A grammarian probably of Greek extraction, since he says in the preface to his Saturnalia that Latin was to him a foreign tongue. He lived in the fourth century A.D., and was probably a pagan. His extant works are:


1.

Saturnaliorum Conviviorum Libri VII., consisting of a series of discussions on history, mythology, criticism, and various points of antiquarian research, supposed to have been delivered during the holidays of the Saturnalia at the house of Vettius Praetextatus, who was invested with the highest offices of State under Valentinian and Valens. The form of the work is avowedly copied from the dialogues of Plato, especially the Banquet: in substance it bears a strong resemblance to the Noctes Atticae of Gellius; and the material of it is drawn from a great variety of sources, such as Suetonius, Seneca, Plutarch, and Athenaeus. The first book treats of the festivals of Saturnus and Ianus, of the Roman calendar, etc. The second book commences with a collection of bon mots, ascribed to the most celebrated wits of antiquity; to these are appended a series of essays on matters connected with the pleasures of the table. The following four books are devoted to criticisms on Vergil. (See Vergilius.) The seventh book is of a more miscellaneous character than the preceding. The Saturnalia contains the first pagan mention of the Slaughter of the Innocents at Bethlehem (ii. 4).


2.

Commenta-

rius ex Cicerone in Somnium Scipionis, a work in his book much studied during the Middle Ages.

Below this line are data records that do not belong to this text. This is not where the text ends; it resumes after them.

// Copyright 2026 the Lacquer Authors
// SPDX-License-Identifier: Apache-2.0 OR MIT

//! Pointer cursor shapes.
//!
//! The set mirrors the compositor cursor-shape protocol. Shapes are applied
//! either by asking the compositor to draw them or, when that protocol is
//! missing, by loading the image of the same name from the cursor theme.

/// A named pointer cursor.
#[derive(Clone, Copy, Debug, Default, PartialEq, Eq, Hash)]
pub enum CursorShape {
    /// The default arrow.
    #[default]
    Default,
    /// A context menu is available.
    ContextMenu,
    /// Help is available.
    Help,
    /// A link or clickable element.
    Pointer,
    /// Busy, but still interactive.
    Progress,
    /// Busy, not interactive.
    Wait,
    /// A table cell can be selected.
    Cell,
    /// Precise selection.
    Crosshair,
    /// Text can be selected.
    Text,
    /// Vertical text can be selected.
    VerticalText,
    /// An alias or shortcut will be created.
    Alias,
    /// Something will be copied.
    Copy,
    /// Something will be moved.
    Move,
    /// The drop target rejects the item.
    NoDrop,
    /// The action is not allowed.
    NotAllowed,
    /// Something can be grabbed.
    Grab,
    /// Something is being grabbed.
    Grabbing,
    /// Resize towards the east.
    EResize,
    /// Resize towards the north.
    NResize,
    /// Resize towards the north-east.
    NeResize,
    /// Resize towards the north-west.
    NwResize,
    /// Resize towards the south.
    SResize,
    /// Resize towards the south-east.
    SeResize,
    /// Resize towards the south-west.
    SwResize,
    /// Resize towards the west.
    WResize,
    /// Bidirectional resize (ew).
    EwResize,
    /// Bidirectional resize (ns).
    NsResize,
    /// Bidirectional resize (nesw).
    NeswResize,
    /// Bidirectional resize (nwse).
    NwseResize,
    /// A column can be resized.
    ColResize,
    /// A row can be resized.
    RowResize,
    /// Scrolling in any direction.
    AllScroll,
    /// Zoom in.
    ZoomIn,
    /// Zoom out.
    ZoomOut,
}

impl CursorShape {
    /// Every shape, in protocol order.
    pub const ALL: [Self; 34] = [
        Self::Default,
        Self::ContextMenu,
        Self::Help,
        Self::Pointer,
        Self::Progress,
        Self::Wait,
        Self::Cell,
        Self::Crosshair,
        Self::Text,
        Self::VerticalText,
        Self::Alias,
        Self::Copy,
        Self::Move,
        Self::NoDrop,
        Self::NotAllowed,
        Self::Grab,
        Self::Grabbing,
        Self::EResize,
        Self::NResize,
        Self::NeResize,
        Self::NwResize,
        Self::SResize,
        Self::SeResize,
        Self::SwResize,
        Self::WResize,
        Self::EwResize,
        Self::NsResize,
        Self::NeswResize,
        Self::NwseResize,
        Self::ColResize,
        Self::RowResize,
        Self::AllScroll,
        Self::ZoomIn,
        Self::ZoomOut,
    ];

    /// Cursor theme name.
    #[must_use]
    pub const fn name(self) -> &'static str {
        match self {
            Self::Default => "default",
            Self::ContextMenu => "context-menu",
            Self::Help => "help",
            Self::Pointer => "pointer",
            Self::Progress => "progress",
            Self::Wait => "wait",
            Self::Cell => "cell",
            Self::Crosshair => "crosshair",
            Self::Text => "text",
            Self::VerticalText => "vertical-text",
            Self::Alias => "alias",
            Self::Copy => "copy",
            Self::Move => "move",
            Self::NoDrop => "no-drop",
            Self::NotAllowed => "not-allowed",
            Self::Grab => "grab",
            Self::Grabbing => "grabbing",
            Self::EResize => "e-resize",
            Self::NResize => "n-resize",
            Self::NeResize => "ne-resize",
            Self::NwResize => "nw-resize",
            Self::SResize => "s-resize",
            Self::SeResize => "se-resize",
            Self::SwResize => "sw-resize",
            Self::WResize => "w-resize",
            Self::EwResize => "ew-resize",
            Self::NsResize => "ns-resize",
            Self::NeswResize => "nesw-resize",
            Self::NwseResize => "nwse-resize",
            Self::ColResize => "col-resize",
            Self::RowResize => "row-resize",
            Self::AllScroll => "all-scroll",
            Self::ZoomIn => "zoom-in",
            Self::ZoomOut => "zoom-out",
        }
    }

    /// Shape for a theme name, accepting `-` or `_` as separator.
    #[must_use]
    pub fn from_name(name: &str) -> Option<Self> {
        Self::ALL.into_iter().find(|shape| {
            let canonical = shape.name();
            canonical.len() == name.len()
                && canonical
                    .bytes()
                    .zip(name.bytes())
                    .all(|(a, b)| a == b || (a == b'-' && b == b'_'))
        })
    }

    /// Index into the protocol's shape enumeration, which starts at one.
    #[must_use]
    pub fn protocol_index(self) -> u32 {
        let position = Self::ALL.iter().position(|s| *s == self).unwrap_or(0);
        u32::try_from(position).unwrap_or(0) + 1
    }
}

#[cfg(test)]
mod tests {
    use super::CursorShape;

    #[test]
    fn names_are_unique_and_hyphenated() {
        for (i, a) in CursorShape::ALL.iter().enumerate() {
            assert!(!a.name().contains('_'), "{a:?}");
            for b in &CursorShape::ALL[i + 1..] {
                assert_ne!(a.name(), b.name());
            }
        }
    }

    #[test]
    fn from_name_accepts_both_separators() {
        assert_eq!(CursorShape::from_name("not-allowed"), Some(CursorShape::NotAllowed));
        assert_eq!(CursorShape::from_name("nwse_resize"), Some(CursorShape::NwseResize));
        assert_eq!(CursorShape::from_name("text"), Some(CursorShape::Text));
        assert_eq!(CursorShape::from_name("nope"), None);
    }

    #[test]
    fn protocol_indices_start_at_one() {
        assert_eq!(CursorShape::Default.protocol_index(), 1);
        assert_eq!(CursorShape::ZoomOut.protocol_index(), 34);
    }
}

The Dream of Scipio, contained in the sixth book of Cicero's De Republica, is taken as a text, which suggests a succession of discourses on the physical constitution of the universe, according to the views of the New Platonists, together with notices of some of their peculiar tenets on mind as well as matter.


3.

De Differentiis et Societatibus Graeci Latinique Verbi, a treatise purely grammatical, of which only an abridgment is extant, compiled by a certain Ioannes.

The best editions of the works of Macrobius are by Gronovius (Leyden, 1670); Jan (Quedlinburg, 1848-52); Eyssenhardt (Leipzig, 1868; rev. 1893). There is no English version of Macrobius, but a French translation by De Rosoy appeared at Paris in 1826.